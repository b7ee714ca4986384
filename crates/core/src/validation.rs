//! Field-level validation shared by the repository and API layers.
//!
//! Uniqueness is enforced by the database; these helpers only check shape.
//! Normalising validators return the canonical form to store.

use std::sync::LazyLock;

use regex::Regex;

use crate::error::CoreError;

static ARTICLE_RE: LazyLock<Regex> =
    LazyLock::new(|| Regex::new(r"^[A-Za-z0-9_-]{3,32}$").expect("valid regex"));

static PLATE_RE: LazyLock<Regex> =
    LazyLock::new(|| Regex::new(r"^[A-Z0-9А-ЯЁ]{4,12}$").expect("valid regex"));

static EMAIL_RE: LazyLock<Regex> =
    LazyLock::new(|| Regex::new(r"^[^@\s]+@[^@\s]+\.[^@\s]+$").expect("valid regex"));

/// Maximum length of free-text names (clients, products, warehouses, ...).
pub const MAX_NAME_LENGTH: usize = 255;

/// Maximum length of an equipment inventory number.
pub const MAX_INVENTORY_NUMBER_LENGTH: usize = 64;

/// Maximum length of comments, notes and reasons.
pub const MAX_TEXT_LENGTH: usize = 4_000;

const INN10_WEIGHTS: [u32; 9] = [2, 4, 10, 3, 5, 9, 4, 6, 8];
const INN11_WEIGHTS: [u32; 10] = [7, 2, 4, 10, 3, 5, 9, 4, 6, 8];
const INN12_WEIGHTS: [u32; 11] = [3, 7, 2, 4, 10, 3, 5, 9, 4, 6, 8];

fn inn_check_digit(digits: &[u32], weights: &[u32]) -> u32 {
    let sum: u32 = digits.iter().zip(weights).map(|(d, w)| d * w).sum();
    sum % 11 % 10
}

/// Validate a taxpayer identification number (INN).
///
/// Legal entities have 10 digits with one check digit, individuals 12 digits
/// with two. Surrounding whitespace is trimmed; the trimmed value is returned.
pub fn validate_inn(inn: &str) -> Result<String, CoreError> {
    let inn = inn.trim();
    let digits: Vec<u32> = inn.chars().filter_map(|c| c.to_digit(10)).collect();
    if digits.len() != inn.chars().count() {
        return Err(CoreError::Validation(
            "INN must contain digits only".to_string(),
        ));
    }

    let valid = match digits.len() {
        10 => inn_check_digit(&digits[..9], &INN10_WEIGHTS) == digits[9],
        12 => {
            inn_check_digit(&digits[..10], &INN11_WEIGHTS) == digits[10]
                && inn_check_digit(&digits[..11], &INN12_WEIGHTS) == digits[11]
        }
        n => {
            return Err(CoreError::Validation(format!(
                "INN must be 10 or 12 digits long (got {n})"
            )))
        }
    };

    if !valid {
        return Err(CoreError::Validation(format!(
            "INN '{inn}' has an invalid check digit"
        )));
    }
    Ok(inn.to_string())
}

/// Validate a product article and return it upper-cased.
pub fn normalize_article(article: &str) -> Result<String, CoreError> {
    let article = article.trim();
    if !ARTICLE_RE.is_match(article) {
        return Err(CoreError::Validation(format!(
            "Article '{article}' must be 3-32 characters of letters, digits, '-' or '_'"
        )));
    }
    Ok(article.to_uppercase())
}

/// Validate a vehicle registration number.
///
/// Spaces and dashes are dropped and letters upper-cased before matching, so
/// `"а 123 вс-77"` and `"А123ВС77"` are the same plate.
pub fn normalize_registration_number(plate: &str) -> Result<String, CoreError> {
    let normalized: String = plate
        .chars()
        .filter(|c| !c.is_whitespace() && *c != '-')
        .flat_map(char::to_uppercase)
        .collect();
    if !PLATE_RE.is_match(&normalized) {
        return Err(CoreError::Validation(format!(
            "Registration number '{plate}' must be 4-12 letters or digits"
        )));
    }
    Ok(normalized)
}

pub fn validate_inventory_number(number: &str) -> Result<(), CoreError> {
    let number = number.trim();
    if number.is_empty() || number.len() > MAX_INVENTORY_NUMBER_LENGTH {
        return Err(CoreError::Validation(format!(
            "Inventory number must be 1-{MAX_INVENTORY_NUMBER_LENGTH} characters"
        )));
    }
    Ok(())
}

/// Validate an e-mail address and return it trimmed and lower-cased.
pub fn normalize_email(email: &str) -> Result<String, CoreError> {
    let email = email.trim().to_lowercase();
    if !EMAIL_RE.is_match(&email) || email.len() > MAX_NAME_LENGTH {
        return Err(CoreError::Validation(format!(
            "'{email}' is not a valid e-mail address"
        )));
    }
    Ok(email)
}

/// Require a non-blank name no longer than [`MAX_NAME_LENGTH`].
pub fn validate_name(field: &str, value: &str) -> Result<(), CoreError> {
    if value.trim().is_empty() {
        return Err(CoreError::Validation(format!("{field} must not be empty")));
    }
    if value.len() > MAX_NAME_LENGTH {
        return Err(CoreError::Validation(format!(
            "{field} exceeds maximum length of {MAX_NAME_LENGTH} characters"
        )));
    }
    Ok(())
}

pub fn validate_text(field: &str, value: &str) -> Result<(), CoreError> {
    if value.len() > MAX_TEXT_LENGTH {
        return Err(CoreError::Validation(format!(
            "{field} exceeds maximum length of {MAX_TEXT_LENGTH} characters"
        )));
    }
    Ok(())
}

pub fn validate_positive_quantity(quantity: i32) -> Result<(), CoreError> {
    if quantity <= 0 {
        return Err(CoreError::Validation(format!(
            "Quantity must be positive (got {quantity})"
        )));
    }
    Ok(())
}

/// Require a finite, non-negative measurement (price, weight, volume).
pub fn validate_non_negative(field: &str, value: f64) -> Result<(), CoreError> {
    if !value.is_finite() || value < 0.0 {
        return Err(CoreError::Validation(format!(
            "{field} must be a non-negative number"
        )));
    }
    Ok(())
}

/// Sum `(quantity, unit_price_cents)` pairs into an order total.
///
/// Overflow is reported as a validation error rather than wrapping.
pub fn order_total<I>(lines: I) -> Result<i64, CoreError>
where
    I: IntoIterator<Item = (i32, i64)>,
{
    lines
        .into_iter()
        .try_fold(0i64, |total, (quantity, unit_price_cents)| {
            i64::from(quantity)
                .checked_mul(unit_price_cents)
                .and_then(|line| total.checked_add(line))
        })
        .ok_or_else(|| CoreError::Validation("Order total is too large".to_string()))
}

#[cfg(test)]
mod tests {
    use super::*;

    #[test]
    fn order_total_sums_lines() {
        assert_eq!(order_total([(3, 1_000), (4, 250)]).unwrap(), 4_000);
        assert_eq!(order_total(std::iter::empty()).unwrap(), 0);
    }

    #[test]
    fn order_total_overflow_is_a_validation_error() {
        let err = order_total([(3, i64::MAX / 2)]).unwrap_err();
        assert!(matches!(err, CoreError::Validation(_)));
        let err = order_total([(1, i64::MAX), (1, 1)]).unwrap_err();
        assert!(matches!(err, CoreError::Validation(_)));
    }

    #[test]
    fn valid_ten_digit_inn() {
        assert_eq!(validate_inn(" 7707083893 ").unwrap(), "7707083893");
    }

    #[test]
    fn valid_twelve_digit_inn() {
        assert!(validate_inn("500100732259").is_ok());
    }

    #[test]
    fn inn_with_bad_check_digit() {
        let err = validate_inn("7707083894").unwrap_err();
        assert!(err.to_string().contains("check digit"));
        assert!(validate_inn("500100732258").is_err());
    }

    #[test]
    fn inn_with_wrong_length_or_letters() {
        assert!(validate_inn("12345").is_err());
        assert!(validate_inn("77070838AB").is_err());
        assert!(validate_inn("").is_err());
    }

    #[test]
    fn article_is_upper_cased() {
        assert_eq!(normalize_article("ab-12_x").unwrap(), "AB-12_X");
        assert!(normalize_article("ab").is_err());
        assert!(normalize_article("with space").is_err());
    }

    #[test]
    fn plates_normalize_spaces_dashes_and_case() {
        assert_eq!(
            normalize_registration_number("а 123 вс-77").unwrap(),
            "А123ВС77"
        );
        assert_eq!(normalize_registration_number("ab-1234").unwrap(), "AB1234");
        assert!(normalize_registration_number("A1").is_err());
        assert!(normalize_registration_number("A1#23").is_err());
    }

    #[test]
    fn email_is_lower_cased() {
        assert_eq!(
            normalize_email(" Buyer@Example.COM ").unwrap(),
            "buyer@example.com"
        );
        assert!(normalize_email("no-at-sign").is_err());
        assert!(normalize_email("a@b").is_err());
    }

    #[test]
    fn names_and_quantities() {
        assert!(validate_name("Name", "  ").is_err());
        assert!(validate_name("Name", &"x".repeat(MAX_NAME_LENGTH + 1)).is_err());
        assert!(validate_name("Name", "Main warehouse").is_ok());
        assert!(validate_positive_quantity(0).is_err());
        assert!(validate_positive_quantity(3).is_ok());
        assert!(validate_non_negative("Weight", -0.1).is_err());
        assert!(validate_non_negative("Weight", f64::NAN).is_err());
        assert!(validate_non_negative("Weight", 0.0).is_ok());
    }

    #[test]
    fn inventory_numbers() {
        assert!(validate_inventory_number("FL-0001").is_ok());
        assert!(validate_inventory_number(" ").is_err());
    }
}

════════════════

Where the word "normalized" shows up in a line of the records above, count that line; then give the count by itself.

3